Comparing the results of the previous regressions on Church growth to those on the irreligious is illuminating. First, estimated average income works is significantly and negatively associated with LDS Church growth, but is not sigificantly associated with the growth in atheists. Second, fertility may help to explain Church growth, but not the growth in atheists. Finally, in an unreported regression, I found that neither average income nor fertility is significantly associated with the number of members by country, but income and fertility were significantly associated with the level of nones and atheists in a country. Variables that predict Church growth also predict the levels of the irreligious.

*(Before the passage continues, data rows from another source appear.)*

//! Detail panel for the selected log entry
//!
//! Shows the untruncated target URL and every field of the row.

use ratatui::{
    Frame,
    layout::Rect,
    style::{Color, Modifier, Style},
    text::{Line, Span},
    widgets::{Block, BorderType, Borders, Paragraph, Wrap},
};

use crate::interfaces::tui::app::App;
use crate::utils::{PLACEHOLDER, format_local_time, format_location};

fn field(label: &'static str, value: String, color: Color) -> Line<'static> {
    Line::from(vec![
        Span::styled(label, Style::default().fg(Color::DarkGray)),
        Span::styled(value, Style::default().fg(color)),
    ])
}

/// Draw the detail panel showing the selected entry
pub fn draw_detail_panel(frame: &mut Frame, app: &App, area: Rect) {
    let block = Block::default()
        .title("Details")
        .title_style(Style::default().fg(Color::Cyan).bold())
        .borders(Borders::ALL)
        .border_type(BorderType::Rounded)
        .border_style(Style::default().fg(Color::DarkGray));

    let Some(entry) = app.selected_entry() else {
        let empty_text = vec![
            Line::from(""),
            Line::from(""),
            Line::from(vec![Span::styled(
                "No entry selected",
                Style::default().fg(Color::DarkGray),
            )]),
        ];
        let paragraph = Paragraph::new(empty_text)
            .block(block)
            .alignment(ratatui::layout::Alignment::Center);
        frame.render_widget(paragraph, area);
        return;
    };

    let created = if entry.created_at.is_empty() {
        PLACEHOLDER.to_string()
    } else {
        format_local_time(&entry.created_at)
    };

    let mut details = vec![
        Line::from(""),
        Line::from(vec![
            Span::styled("Slug:      ", Style::default().fg(Color::DarkGray)),
            Span::styled(
                entry.slug.clone(),
                Style::default()
                    .fg(Color::Cyan)
                    .add_modifier(Modifier::BOLD),
            ),
        ]),
        Line::from(""),
        Line::from(Span::styled("Target:", Style::default().fg(Color::DarkGray))),
        Line::from(Span::styled(
            entry.target.clone(),
            Style::default().fg(Color::Blue),
        )),
        Line::from(""),
        field("IP:        ", entry.ip.clone(), Color::Yellow),
        field(
            "Location:  ",
            format_location(entry.city.as_deref(), entry.country.as_deref()),
            Color::White,
        ),
        field("Clicks:    ", entry.click.to_string(), Color::Green),
        Line::from(""),
        field("Updated:   ", format_local_time(&entry.updated_at), Color::White),
        field("Created:   ", created, Color::White),
    ];

    if entry.is_new {
        details.push(Line::from(""));
        details.push(Line::from(Span::styled(
            "NEW",
            Style::default()
                .fg(Color::Black)
                .bg(Color::Green)
                .add_modifier(Modifier::BOLD),
        )));
    }

    let paragraph = Paragraph::new(details)
        .block(block)
        .wrap(Wrap { trim: true });

    frame.render_widget(paragraph, area);
}
use ratatui::{
    Frame,
    layout::Rect,
    style::{Color, Style},
    text::{Line, Span},
    widgets::{Block, BorderType, Borders, Paragraph},
};

use crate::interfaces::tui::app::{App, CurrentScreen};
use crate::interfaces::tui::constants::colors;

/// Draw title bar with version, live state and source
pub fn draw_title_bar(frame: &mut Frame, app: &App, area: Rect) {
    let (state_text, state_color) = if app.view.is_live() {
        (" ● Live ", colors::SUCCESS)
    } else {
        (" ■ Stop ", colors::ERROR)
    };

    let title_text = vec![Line::from(vec![
        Span::styled("livelog", Style::default().fg(colors::PRIMARY).bold()),
        Span::styled(
            format!(" v{} ", env!("CARGO_PKG_VERSION")),
            Style::default().fg(Color::DarkGray),
        ),
        Span::styled("| ", Style::default().fg(Color::DarkGray)),
        Span::styled(state_text, Style::default().fg(state_color).bold()),
        Span::styled("| ", Style::default().fg(Color::DarkGray)),
        Span::styled(
            format!("Limit: {} ", app.view.limit_label),
            Style::default().fg(colors::WARNING),
        ),
        Span::styled("| ", Style::default().fg(Color::DarkGray)),
        Span::styled(app.source_label.as_str(), Style::default().fg(colors::MUTED)),
    ])];

    let title = Paragraph::new(title_text)
        .block(
            Block::default()
                .borders(Borders::ALL)
                .border_type(BorderType::Rounded)
                .border_style(Style::default().fg(colors::PRIMARY)),
        )
        .alignment(ratatui::layout::Alignment::Center);

    frame.render_widget(title, area);
}

/// Draw status bar
pub fn draw_status_bar(frame: &mut Frame, app: &App, area: Rect) {
    let (status_text, status_style) = if let Some(err) = &app.view.error {
        (
            format!("[ERROR] {}", err.format_simple()),
            Style::default().fg(Color::White).bg(Color::Red).bold(),
        )
    } else if !app.status_message.is_empty() {
        (
            format!("[OK] {}", app.status_message),
            Style::default().fg(Color::Black).bg(Color::Green).bold(),
        )
    } else if app.view.loading {
        ("Fetching...".to_string(), Style::default().fg(colors::WARNING))
    } else if app.view.is_live() {
        (
            format!("Polling, {} entries retained", app.view.total),
            Style::default().fg(colors::PRIMARY),
        )
    } else {
        (
            "Stopped - press [l] to go live".to_string(),
            Style::default().fg(colors::MUTED),
        )
    };

    let status = Paragraph::new(status_text)
        .style(status_style)
        .block(
            Block::default()
                .borders(Borders::ALL)
                .border_type(BorderType::Rounded),
        )
        .alignment(ratatui::layout::Alignment::Center);

    frame.render_widget(status, area);
}

/// Draw footer with keyboard shortcuts
pub fn draw_footer(frame: &mut Frame, app: &App, area: Rect) {
    let live_label = if app.view.is_live() { "Stop" } else { "Live" };
    let shortcuts = match app.current_screen {
        CurrentScreen::Main => vec![
            ("l", live_label, Color::Green),
            ("r", "Refresh", Color::Cyan),
            ("c", "Clear", Color::Red),
            ("[ ]", "Limit", Color::Yellow),
            ("Up/Down", "Select", Color::Cyan),
            ("?", "Help", Color::Blue),
            ("q", "Quit", Color::Magenta),
        ],
        CurrentScreen::Help => vec![("q/Esc", "Close", Color::Red)],
    };

    let mut spans = Vec::new();
    for (i, (key, desc, color)) in shortcuts.iter().enumerate() {
        if i > 0 {
            spans.push(Span::styled(" | ", Style::default().fg(Color::DarkGray)));
        }
        spans.push(Span::styled(
            format!("[{}]", key),
            Style::default().fg(*color).bold(),
        ));
        spans.push(Span::styled(
            format!(" {}", desc),
            Style::default().fg(Color::White),
        ));
    }

    let footer = Paragraph::new(Line::from(spans)).alignment(ratatui::layout::Alignment::Center);

    frame.render_widget(footer, area);
}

Does Secularism Affect Church Growth?
I find that the growth in atheism does not significantly affect Church growth. Apparently, they are two independent events. Conversely, both the percentage of nones and atheists in a country do affect the growth of the Church. The responsiveness of Church growth to a change in the percentage of nones in a country as measured by secularism elasticity depended strongly on the level of nones within the country. The average nones elasticity of all countries is -2.77, implying that a 1 percent higher level of secularism would be associated with a fall in Church growth by 2.77 percent, making Church growth less responsive to it than a change in fertility, but more responsive to it than a change in average income. In Canada, where 40 percent of the population describes themselves as nones, a 1 percent increase in the percentage of nones would be associated with a 3.51 decline in Church growth. In Poland, where only 9 percent of the population describes itself as nones, a 1 percent increase in the percentage of nones would be associated with only a .29 decline in Church growth.  With the quality of estimates using variables related to retention in mind, the average nones elasticity of retention is 9.91. 

The percentage of atheists in a country has a similar relationship as the percentage of nones. The average elasticity for all countries was -3.6, implying that a 1 percent increase in the percentage of atheists would be associated with a 3.61 percent decline in the growth of the Church. The elasticity of Church growth to the percentage of atheists depended greatly on the level of atheism. In France, where 29 percent of the population describes itself as atheists, a 1 percent increase in atheists would be associated with an 8.02 percent decrease in Church growth. Only 3 percent of Colombians describe themselves as atheists. In Colombia, a 1 percent increase in atheists would be associated with only a .52 percent decline in Church growth. The percentage of atheists in a country has the opposite relationship to retention.  The average atheist elasticity of retention is 10.97.  There are at least two explanations as to why higher levels of secularism would cause Church growth to fall and retention to increase.  Secularism may not be causal but a current trend.  Good institutions cause high income which causes secularism to rise, Church growth to fall but retention to rise.  An alternative explanation is that secularism does have a causal relationship with growth in that an individual leading a secular lifestyle may be harder to convert, but this is not causally related to retention. 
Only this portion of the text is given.